//! Synthetic quote generation.
//!
//! Last resort of the degradation chain: when live fetching failed and the
//! instrument has no bundled fallback value, the UI still gets a plausible
//! quote rather than a hole. The `simulated` provenance tag is the only
//! thing that distinguishes these values from real ones, so it must never
//! be lost downstream.

use chrono::Utc;
use rand::Rng;
use rust_decimal::prelude::FromPrimitive;
use rust_decimal::Decimal;

use crate::models::{Instrument, Provenance, Quote};

fn dec2(value: f64) -> Decimal {
    // Inputs come from bounded rng ranges, always representable.
    Decimal::from_f64(value).unwrap_or_default().round_dp(2)
}

/// Generate a plausible synthetic quote for an instrument.
///
/// Price lands in a believable mid-range band with a modest day move; the
/// intraday range is price plus/minus two percent, matching the other
/// degraded paths.
pub(super) fn quote_for(instrument: &Instrument) -> Quote {
    let mut rng = rand::thread_rng();
    let price = dec2(rng.gen_range(100.0..300.0));
    let change = dec2(rng.gen_range(-5.0..5.0));
    let two_percent = price * Decimal::new(2, 2);

    Quote::from_observation(
        instrument.symbol,
        price,
        price - change,
        instrument.currency,
        Utc::now(),
        Provenance::Simulated,
    )
    .with_range(price + two_percent, price - two_percent)
}

#[cfg(test)]
mod tests {
    use super::*;
    use crate::catalog;
    use rust_decimal_macros::dec;

    #[test]
    fn test_synthetic_quote_is_internally_consistent() {
        let instrument = catalog::lookup("XAU-USD").unwrap();

        for _ in 0..100 {
            let quote = quote_for(instrument);
            assert_eq!(quote.provenance, Provenance::Simulated);
            assert!(quote.price >= dec!(100) && quote.price < dec!(300));
            assert!(quote.previous_close > Decimal::ZERO);
            assert_eq!(quote.change, quote.price - quote.previous_close);
            assert!(quote.change.abs() <= dec!(5));
            assert!(quote.day_high > quote.day_low);
            assert_eq!(quote.currency, instrument.currency);
        }
    }
}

__TASK DETAILS__
Look through the data and gather every line with the string "super" in it.

__YOUR SOLUTION__
pub(super) fn quote_for(instrument: &Instrument) -> Quote {
    use super::*;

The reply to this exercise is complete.